Потому что если не суметь досмотреть фильм “Кочегар” до финальных титров с именем режиссера (а не суметь этого – ох как несложно), или же досмотреть, но не знать, что Алексей Балабанов – один из ведущих, выдающихся и центральных, то догадаться об этой самой выдающести и центральности нет никакой возможности. Можно не сильно скорбеть о полном отсутствии признаков режиссерского ремесла, если его пытается искупить сложная и точная авторская мысль. Можно, с другой стороны, наплевать на скудость мысли, если речь о феерии кинотрюков и профессиональной изобретательности. Можно, на совсем уж худой конец, позабыть и о содержании, и об авторском мастерстве, если на экране царят актеры, всего лишь позволяя камере снимать их захватывающую и проникновенную игру (добрая половина классических советских фильмов сделана по этому немудреному образцу). Но вот чем бы искупить отсутствие чего бы то ни было?
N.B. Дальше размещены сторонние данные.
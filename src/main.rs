//! MCP resource server binary.

use std::process::ExitCode;

use clap::Parser;
use tracing_subscriber::{EnvFilter, fmt, prelude::*};

use mcp_resource_server::{BoxError, Config, build_app};

#[tokio::main]
async fn main() -> ExitCode {
    let config = Config::parse();

    if let Err(e) = init_logging(&config.log_level) {
        eprintln!("Invalid log level: {e}");
        return ExitCode::FAILURE;
    }

    let app = match build_app(&config) {
        Ok(app) => app,
        Err(e) => {
            tracing::error!(error = %e, "Configuration error");
            return ExitCode::FAILURE;
        }
    };

    match serve(&config, app).await {
        Ok(()) => ExitCode::SUCCESS,
        Err(e) => {
            tracing::error!(error = %e, "Server failed");
            ExitCode::FAILURE
        }
    }
}

fn init_logging(level: &str) -> Result<(), BoxError> {
    let filter = EnvFilter::try_from_default_env().or_else(|_| EnvFilter::try_new(level))?;
    tracing_subscriber::registry()
        .with(filter)
        .with(fmt::layer().with_target(false))
        .try_init()?;
    Ok(())
}

async fn serve(config: &Config, app: axum::Router) -> Result<(), BoxError> {
    tracing::info!("Starting MCP Server on {}:{}", config.host, config.port);
    tracing::info!("Authorization Server: {}", config.auth_base_url());
    tracing::info!("Transport: {}", config.transport);

    let listener = tokio::net::TcpListener::bind(config.bind_addr()).await?;
    axum::serve(listener, app)
        .with_graceful_shutdown(shutdown_signal())
        .await?;

    tracing::info!("Server stopped");
    Ok(())
}

async fn shutdown_signal() {
    match tokio::signal::ctrl_c().await {
        Ok(()) => tracing::info!("Shutting down"),
        Err(e) => tracing::warn!(error = %e, "Failed to listen for Ctrl-C"),
    }
}
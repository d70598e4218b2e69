//! MCP protocol types based on JSON-RPC 2.0
//!
//! Only the slice of MCP this server speaks is modeled: the lifecycle
//! (`initialize`, `notifications/initialized`, `ping`) and tools
//! (`tools/list`, `tools/call`). Other methods parse as
//! [`McpRequest::Unknown`] and are answered with "method not found".

use serde::{Deserialize, Serialize};
use serde_json::Value;

use crate::error::JsonRpcError;

/// The JSON-RPC version. MUST be "2.0".
pub const JSONRPC_VERSION: &str = "2.0";

/// The newest MCP protocol version this server speaks.
pub const LATEST_PROTOCOL_VERSION: &str = "2025-06-18";

/// Every MCP protocol version this server accepts, newest first.
pub const SUPPORTED_PROTOCOL_VERSIONS: &[&str] = &["2025-06-18", "2025-03-26", "2024-11-05"];

/// Pick the protocol version to answer an `initialize` with.
///
/// A supported client version is echoed back; anything else gets the latest
/// version and the client decides whether to continue.
pub fn negotiate_protocol_version(requested: &str) -> &'static str {
    SUPPORTED_PROTOCOL_VERSIONS
        .iter()
        .find(|v| **v == requested)
        .copied()
        .unwrap_or(LATEST_PROTOCOL_VERSION)
}

/// JSON-RPC 2.0 request
#[derive(Debug, Clone, Serialize, Deserialize)]
pub struct JsonRpcRequest {
    pub jsonrpc: String,
    pub id: RequestId,
    pub method: String,
    #[serde(default, skip_serializing_if = "Option::is_none")]
    pub params: Option<Value>,
}

impl JsonRpcRequest {
    pub fn new(id: impl Into<RequestId>, method: impl Into<String>) -> Self {
        Self {
            jsonrpc: JSONRPC_VERSION.to_string(),
            id: id.into(),
            method: method.into(),
            params: None,
        }
    }

    pub fn with_params(mut self, params: Value) -> Self {
        self.params = Some(params);
        self
    }

    /// Reject anything but `"jsonrpc": "2.0"`.
    pub fn validate(&self) -> Result<(), JsonRpcError> {
        if self.jsonrpc != JSONRPC_VERSION {
            return Err(JsonRpcError::invalid_request(format!(
                "Invalid JSON-RPC version: expected '{}', got '{}'",
                JSONRPC_VERSION, self.jsonrpc
            )));
        }
        Ok(())
    }
}

/// JSON-RPC 2.0 response (success)
#[derive(Debug, Clone, Serialize, Deserialize)]
pub struct JsonRpcResultResponse {
    pub jsonrpc: String,
    pub id: RequestId,
    pub result: Value,
}

/// JSON-RPC 2.0 response (error)
#[derive(Debug, Clone, Serialize, Deserialize)]
pub struct JsonRpcErrorResponse {
    pub jsonrpc: String,
    /// `null` when the request id could not be determined.
    pub id: Option<RequestId>,
    pub error: JsonRpcError,
}

/// JSON-RPC 2.0 response (either success or error)
#[derive(Debug, Clone, Serialize, Deserialize)]
#[serde(untagged)]
pub enum JsonRpcResponse {
    Result(JsonRpcResultResponse),
    Error(JsonRpcErrorResponse),
}

impl JsonRpcResponse {
    pub fn result(id: RequestId, result: Value) -> Self {
        Self::Result(JsonRpcResultResponse {
            jsonrpc: JSONRPC_VERSION.to_string(),
            id,
            result,
        })
    }

    pub fn error(id: Option<RequestId>, error: JsonRpcError) -> Self {
        Self::Error(JsonRpcErrorResponse {
            jsonrpc: JSONRPC_VERSION.to_string(),
            id,
            error,
        })
    }
}

/// A single request or a batch
#[derive(Debug, Clone, Serialize, Deserialize)]
#[serde(untagged)]
pub enum JsonRpcMessage {
    Single(JsonRpcRequest),
    Batch(Vec<JsonRpcRequest>),
}

/// A single response or a batch
#[derive(Debug, Clone, Serialize, Deserialize)]
#[serde(untagged)]
pub enum JsonRpcResponseMessage {
    Single(JsonRpcResponse),
    Batch(Vec<JsonRpcResponse>),
}

/// JSON-RPC 2.0 notification (no response expected)
#[derive(Debug, Clone, Serialize, Deserialize)]
pub struct JsonRpcNotification {
    pub jsonrpc: String,
    pub method: String,
    #[serde(default, skip_serializing_if = "Option::is_none")]
    pub params: Option<Value>,
}

/// MCP notification methods
pub mod notifications {
    /// Sent by client after receiving initialize response
    pub const INITIALIZED: &str = "notifications/initialized";
    /// Sent when a request is cancelled
    pub const CANCELLED: &str = "notifications/cancelled";
}

/// Request ID - can be string or number per JSON-RPC
#[derive(Debug, Clone, PartialEq, Eq, Hash, Serialize, Deserialize)]
#[serde(untagged)]
pub enum RequestId {
    String(String),
    Number(i64),
}

impl From<String> for RequestId {
    fn from(s: String) -> Self {
        RequestId::String(s)
    }
}

impl From<&str> for RequestId {
    fn from(s: &str) -> Self {
        RequestId::String(s.to_string())
    }
}

impl From<i64> for RequestId {
    fn from(n: i64) -> Self {
        RequestId::Number(n)
    }
}

impl From<i32> for RequestId {
    fn from(n: i32) -> Self {
        RequestId::Number(n as i64)
    }
}

// =============================================================================
// MCP-specific request/response types
// =============================================================================

/// High-level MCP request (parsed from JSON-RPC)
#[derive(Debug, Clone)]
pub enum McpRequest {
    Initialize(InitializeParams),
    ListTools(ListToolsParams),
    CallTool(CallToolParams),
    Ping,
    Unknown {
        method: String,
        params: Option<Value>,
    },
}

impl McpRequest {
    pub fn method_name(&self) -> &str {
        match self {
            McpRequest::Initialize(_) => "initialize",
            McpRequest::ListTools(_) => "tools/list",
            McpRequest::CallTool(_) => "tools/call",
            McpRequest::Ping => "ping",
            McpRequest::Unknown { method, .. } => method,
        }
    }
}

/// High-level MCP notification (parsed from JSON-RPC)
#[derive(Debug, Clone)]
pub enum McpNotification {
    Initialized,
    Cancelled(CancelledParams),
    Unknown {
        method: String,
        params: Option<Value>,
    },
}

#[derive(Debug, Clone, Serialize, Deserialize)]
#[serde(rename_all = "camelCase")]
pub struct CancelledParams {
    pub request_id: RequestId,
    #[serde(default, skip_serializing_if = "Option::is_none")]
    pub reason: Option<String>,
}

/// High-level MCP response
#[derive(Debug, Clone, Serialize)]
#[serde(untagged)]
pub enum McpResponse {
    Initialize(InitializeResult),
    ListTools(ListToolsResult),
    CallTool(CallToolResult),
    Pong(EmptyResult),
}

// =============================================================================
// Initialize
// =============================================================================

#[derive(Debug, Clone, Deserialize)]
#[serde(rename_all = "camelCase")]
pub struct InitializeParams {
    pub protocol_version: String,
    /// Client capabilities are accepted but not acted on.
    #[serde(default)]
    pub capabilities: Value,
    #[serde(default)]
    pub client_info: Implementation,
}

#[derive(Debug, Clone, Default, Deserialize, Serialize)]
pub struct Implementation {
    pub name: String,
    pub version: String,
}

#[derive(Debug, Clone, Serialize)]
#[serde(rename_all = "camelCase")]
pub struct InitializeResult {
    pub protocol_version: String,
    pub capabilities: ServerCapabilities,
    pub server_info: Implementation,
    #[serde(skip_serializing_if = "Option::is_none")]
    pub instructions: Option<String>,
}

#[derive(Debug, Clone, Default, Serialize)]
#[serde(rename_all = "camelCase")]
pub struct ServerCapabilities {
    #[serde(skip_serializing_if = "Option::is_none")]
    pub tools: Option<ToolsCapability>,
}

#[derive(Debug, Clone, Default, Serialize)]
#[serde(rename_all = "camelCase")]
pub struct ToolsCapability {
    pub list_changed: bool,
}

// =============================================================================
// Tools
// =============================================================================

#[derive(Debug, Clone, Default, Deserialize)]
pub struct ListToolsParams {
    #[serde(default)]
    pub cursor: Option<String>,
}

#[derive(Debug, Clone, Serialize)]
#[serde(rename_all = "camelCase")]
pub struct ListToolsResult {
    pub tools: Vec<ToolDefinition>,
    #[serde(skip_serializing_if = "Option::is_none")]
    pub next_cursor: Option<String>,
}

/// Tool definition as returned by tools/list
#[derive(Debug, Clone, Serialize, Deserialize)]
#[serde(rename_all = "camelCase")]
pub struct ToolDefinition {
    pub name: String,
    #[serde(skip_serializing_if = "Option::is_none")]
    pub description: Option<String>,
    pub input_schema: Value,
    #[serde(skip_serializing_if = "Option::is_none")]
    pub annotations: Option<ToolAnnotations>,
}

/// Behavior hints for a tool. Clients treat these as untrusted.
#[derive(Debug, Clone, Default, Serialize, Deserialize)]
#[serde(rename_all = "camelCase")]
pub struct ToolAnnotations {
    #[serde(skip_serializing_if = "Option::is_none")]
    pub title: Option<String>,
    #[serde(default, skip_serializing_if = "std::ops::Not::not")]
    pub read_only_hint: bool,
    #[serde(default, skip_serializing_if = "std::ops::Not::not")]
    pub idempotent_hint: bool,
}

#[derive(Debug, Clone, Deserialize)]
pub struct CallToolParams {
    pub name: String,
    #[serde(default)]
    pub arguments: Value,
}

#[derive(Debug, Clone, Serialize)]
#[serde(rename_all = "camelCase")]
pub struct CallToolResult {
    pub content: Vec<Content>,
    #[serde(default, skip_serializing_if = "std::ops::Not::not")]
    pub is_error: bool,
    #[serde(skip_serializing_if = "Option::is_none")]
    pub structured_content: Option<Value>,
}

impl CallToolResult {
    pub fn text(text: impl Into<String>) -> Self {
        Self {
            content: vec![Content::Text { text: text.into() }],
            is_error: false,
            structured_content: None,
        }
    }

    /// A failed tool call. Reported in-band, not as a JSON-RPC error.
    pub fn error(message: impl Into<String>) -> Self {
        Self {
            content: vec![Content::Text {
                text: message.into(),
            }],
            is_error: true,
            structured_content: None,
        }
    }

    /// A structured result, also rendered as pretty JSON text.
    pub fn json(value: Value) -> Self {
        let text = serde_json::to_string_pretty(&value).unwrap_or_default();
        Self {
            content: vec![Content::Text { text }],
            is_error: false,
            structured_content: Some(value),
        }
    }
}

/// Content types for tool results
#[derive(Debug, Clone, Serialize, Deserialize)]
#[serde(tag = "type", rename_all = "snake_case")]
pub enum Content {
    Text { text: String },
}

#[derive(Debug, Clone, Default, Serialize)]
pub struct EmptyResult {}

// =============================================================================
// Parsing
// =============================================================================

impl McpRequest {
    /// Parse from JSON-RPC request
    pub fn from_jsonrpc(req: &JsonRpcRequest) -> Result<Self, crate::error::Error> {
        let params = req
            .params
            .clone()
            .unwrap_or(Value::Object(Default::default()));

        match req.method.as_str() {
            "initialize" => {
                let p: InitializeParams = serde_json::from_value(params)?;
                Ok(McpRequest::Initialize(p))
            }
            "tools/list" => {
                let p: ListToolsParams = serde_json::from_value(params).unwrap_or_default();
                Ok(McpRequest::ListTools(p))
            }
            "tools/call" => {
                let p: CallToolParams = serde_json::from_value(params)?;
                Ok(McpRequest::CallTool(p))
            }
            "ping" => Ok(McpRequest::Ping),
            method => Ok(McpRequest::Unknown {
                method: method.to_string(),
                params: req.params.clone(),
            }),
        }
    }
}

impl McpNotification {
    /// Parse from JSON-RPC notification
    pub fn from_jsonrpc(notif: &JsonRpcNotification) -> Result<Self, crate::error::Error> {
        match notif.method.as_str() {
            notifications::INITIALIZED => Ok(McpNotification::Initialized),
            notifications::CANCELLED => {
                let params = notif.params.clone().unwrap_or(Value::Null);
                let p: CancelledParams = serde_json::from_value(params)?;
                Ok(McpNotification::Cancelled(p))
            }
            method => Ok(McpNotification::Unknown {
                method: method.to_string(),
                params: notif.params.clone(),
            }),
        }
    }
}
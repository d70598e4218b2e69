//! MCP transport implementations
//!
//! Two HTTP transports serve the same [`McpRouter`](crate::McpRouter):
//! - `http` - Streamable HTTP (`POST`/`DELETE` on a single endpoint)
//! - `sse` - Server-Sent Events (`GET /sse` plus `POST /messages/`)
//!
//! Both read the caller's [`AccessToken`], inserted by
//! [`OAuthLayer`](crate::oauth::OAuthLayer), from the HTTP request and pass it
//! to the router in the request [`Extensions`].
//!
//! Session state lives in memory and is lost on restart.

pub mod http;
pub mod sse;

pub use http::HttpTransport;
pub use sse::SseTransport;

use crate::oauth::AccessToken;
use crate::router::Extensions;

/// Largest request body accepted by either transport.
pub const MAX_BODY_BYTES: usize = 4 * 1024 * 1024;

/// Copy the values the router cares about out of an HTTP request.
pub(crate) fn request_extensions<B>(req: &axum::http::Request<B>) -> Extensions {
    let mut extensions = Extensions::new();
    if let Some(token) = req.extensions().get::<AccessToken>() {
        extensions.insert(token.clone());
    }
    extensions
}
Фильм “Кочегар” рассказывает о некоем небольшом захолустном городишке, где живут сплошь отморозки. (Городишко северный и занесенный снегом, так что это, вероятно, каламбур. Хотя сам городишко – вероятно, Кронштадт.) Есть братва, есть родственники братвы, есть знакомцы братвы; все дешевки. Время от времени на разборках одни дешевки убивают других, после чего неизменно тащат сжигать трупы в большую кочегарку. При которой живет и служит кочегар: якут, майор саперных войск, Герой Советского Союза, контуженый ветеран Афгана. У дочки пушной бизнес, жена в Детройте, а контуженый майор-якут сидит и – пока одни дешевки сжигают в его просторных печурках трупы других дешёвок – годами печатает на допотопной машинке рассказ про плохого русского, сосланного к несчастным якутам и наделавшего там переполоху. Зарплату ему, бедолаге, не платят, но и потребностей у него никаких. Потому что он тут один не дешевка и положительный. Что в кинематографе Алексея Балабанова означает контуженый.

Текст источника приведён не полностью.